Luanda -  Da última e única vez que me foi possível encontrar o José Machado, vulgo Mamborrô, estava ele internado no Hospital Josina Machel, em companhia de uma das suas filhas. Estava também lá a minha já falecida prima como irmã, Isabel Zau, quando a fui visitar, e alguém me disse que o Mamborrô se encontrava numa das salas ao lado.
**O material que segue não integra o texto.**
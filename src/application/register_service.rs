use bigdecimal::BigDecimal;
use chrono::{DateTime, Utc};
use uuid::Uuid;

use crate::domain::errors::DomainError;
use crate::domain::order::{round_currency, Order, OrderReceipt};
use crate::domain::ports::ProductCatalog;
use crate::domain::transaction::{PaymentMethod, SalesSummary, Transaction, TransactionStatus};

/// Counter register: prices orders from the catalog and keeps the day's
/// transactions.
pub struct RegisterService<C> {
    catalog: C,
    transactions: Vec<Transaction>,
}

impl<C: ProductCatalog> RegisterService<C> {
    pub fn new(catalog: C) -> Self {
        Self {
            catalog,
            transactions: Vec::new(),
        }
    }

    pub fn catalog(&self) -> &C {
        &self.catalog
    }

    /// Adds a catalog product to `order` at its current catalog price.
    pub fn add_product(
        &self,
        order: &mut Order,
        product_id: Uuid,
        quantity: i32,
    ) -> Result<(), DomainError> {
        let product = self
            .catalog
            .find(product_id)
            .ok_or(DomainError::ProductNotFound(product_id))?;
        order.add_item(product.product_id, product.unit_price, quantity)
    }

    pub fn checkout(
        &mut self,
        order: &mut Order,
        payment_method: PaymentMethod,
        now: DateTime<Utc>,
    ) -> Result<Transaction, DomainError> {
        let receipt = order.checkout()?;
        Ok(self.record_receipt(receipt, payment_method, now))
    }

    /// Records a receipt produced elsewhere, such as a table checkout.
    pub fn record_receipt(
        &mut self,
        receipt: OrderReceipt,
        payment_method: PaymentMethod,
        now: DateTime<Utc>,
    ) -> Transaction {
        let transaction = Transaction::completed(receipt, payment_method, now);
        log::info!(
            "transaction {} paid by {}: {}",
            transaction.id,
            payment_method,
            round_currency(&transaction.receipt.totals.total)
        );
        self.transactions.push(transaction.clone());
        transaction
    }

    /// Records a receipt whose payment has not cleared yet.
    pub fn hold_receipt(
        &mut self,
        receipt: OrderReceipt,
        payment_method: PaymentMethod,
        now: DateTime<Utc>,
    ) -> Transaction {
        let transaction = Transaction::pending(receipt, payment_method, now);
        log::info!(
            "transaction {} pending by {}",
            transaction.id,
            payment_method
        );
        self.transactions.push(transaction.clone());
        transaction
    }

    fn transaction_mut(&mut self, id: Uuid) -> Result<&mut Transaction, DomainError> {
        self.transactions
            .iter_mut()
            .find(|t| t.id == id)
            .ok_or(DomainError::TransactionNotFound(id))
    }

    pub fn complete(&mut self, id: Uuid, now: DateTime<Utc>) -> Result<&Transaction, DomainError> {
        let transaction = self.transaction_mut(id)?;
        transaction.complete(now)?;
        log::info!("transaction {} completed", id);
        Ok(transaction)
    }

    pub fn refund(&mut self, id: Uuid, now: DateTime<Utc>) -> Result<&Transaction, DomainError> {
        let transaction = self.transaction_mut(id)?;
        transaction.refund(now)?;
        log::info!(
            "transaction {} refunded: {}",
            id,
            round_currency(&transaction.receipt.totals.total)
        );
        Ok(transaction)
    }

    /// All transactions, newest first.
    pub fn transactions(&self) -> impl Iterator<Item = &Transaction> {
        self.transactions.iter().rev()
    }

    pub fn transactions_with_status(
        &self,
        status: TransactionStatus,
    ) -> impl Iterator<Item = &Transaction> {
        self.transactions().filter(move |t| t.status == status)
    }

    /// Exact sales over completed transactions only.
    pub fn summary(&self) -> SalesSummary {
        let completed: Vec<&Transaction> =
            self.transactions.iter().filter(|t| t.counts_as_sale()).collect();
        let total_sales = completed
            .iter()
            .fold(BigDecimal::from(0), |acc, t| acc + &t.receipt.totals.total);
        let count = completed.len();
        let average_ticket = if count == 0 {
            BigDecimal::from(0)
        } else {
            &total_sales / &BigDecimal::from(count as u64)
        };

        SalesSummary {
            completed_transactions: count,
            refunded_transactions: self
                .transactions_with_status(TransactionStatus::Refunded)
                .count(),
            total_sales,
            average_ticket,
        }
    }
}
Quando o vi, achava-se bastante debilitado, mas lúcido, com vontade de cantar e gravar novas canções… enfim, com projectos e várias ideias para o futuro, como é próprio dos criadores, que acalentam sonhos, mesmo quando, em momentos difíceis da vida, são difíceis de realizar.

Fonte: JA

Numa primeira fase, recordei-me dele no terceiro piso de um prédio da Avenida Assis Brasil, no Rio de Janeiro, quando foi estudar música para o Brasil. Lá estava ele, com a sua viola, num dos andares da Angop, a morar com o jornalista João Belizário, no tempo em que o escritor e jornalista João Melo era o representante daquela agência noticiosa naquele país e morava no 11º andar daquele mesmo prédio. Talvez por isso, o João Melo chegou a ser uma espécie de protector do Mamborrô no Brasil.

 

Depois da visita que, circunstancialmente, fiz ao Mamborrô, no ex-Maria Pia, o cenário da minha memória trouxe-me à imagem um pré-adolescente, que vi, pela primeira vez, no estúdio da CT1 da Rádio Nacional, onde trabalhavam, entre outros, o Artur Arriscado, o Marques, o Henriques, o Airosa… Era eu um colaborador do programa Piô-Piô e musicava muitos poemas infantis dos escritores Dario de Melo e Octaviano Correia, para serem difundidos.


 A Luísa Fançoni era a Directora de Programas e, no Natal, promovia bonitos espectáculos infantis, com danças, peças teatrais e música, envolvendo crianças e pré-adolescentes que, da parte da tarde, iam fazer os seus trabalhos da escola naquela rádio e brincar, sob a orientação da Mena e da Paulina, ocupando, assim, os seus tempos livres. Muitas dessas crianças chegaram a visitar a ex-RDA e a Holanda, salvo erro. Iniciativas que infelizmente se foram perdendo.


José Machado, tal como Lucas de Brito (Tim Maia e depois Maya Cool), Ângelo (mais tarde Boss), António Campos (actualmente jornalista da RNA) e outros mais, responderam a uma chamada da Rádio Piô, para prestarem testes para cantores infantis e lá estavam, na CT1, para serem apreciados os seus dotes musicais.De entre várias, a canção “Mamborrô das Garotas”, do José Machado, despertou, de forma particular, a nossa atenção, não só pelo estilo atrevido da letra, cantada por um homem pequeno, mas, sobretudo, pela performance de pequeno artista que, naquela pequena safra, despontava para o futuro.


O play-back para o espectáculo foi preparado, ao pormenor, pelo Artur Arriscado, com o Henrique João ao piano, julgo ainda com o Moreira Filho e o Marito da Banda Maravilha, respectivamente, no baixo e na bateria (já não me lembro bem, pois passaram já muitos anos) e eu próprio na percussão. Um espectáculo, que, tal como o Programa Piô-Piô, abria sempre com a canção do mesmo nome, composta para o efeito pelo Dionísio Rocha.


Não posso deixar de ver o Artur Arriscado, agarrado à nova mesa de estúdio da CT1, completamente hipnotizado pelo miúdo José Machado, que, passou a ser conhecido pelo título da sua canção de estreia. Um pequeno adolescente, com um enorme potencial musical que, ainda na flor da vida, nos deixa fisicamente. Contudo, algumas das suas músicas ficam necessariamente presas aos cânones futuros da urbana música popular angolana.


Eu, Mamborrô, fico com a tua bonita interpretação em “Vovô Samba”, e o teu sorriso meio tímido e malandro, de criança crescida, que, pela primeira vez, no meio de muitos meninos e meninas da Rádio Piô, chegou à CT1. Descansa em Paz meu e nosso miúdo, criador e intérprete de canções, que deixam, certamente, o seu timbre no nosso cancioneiro. O Mamborrô partiu jovem para a sempre. Mas, connosco, fica a sua imagem, na nossa retina, e a sua música, no nosso ouvido. Descansa em Paz, meu bom miúdo.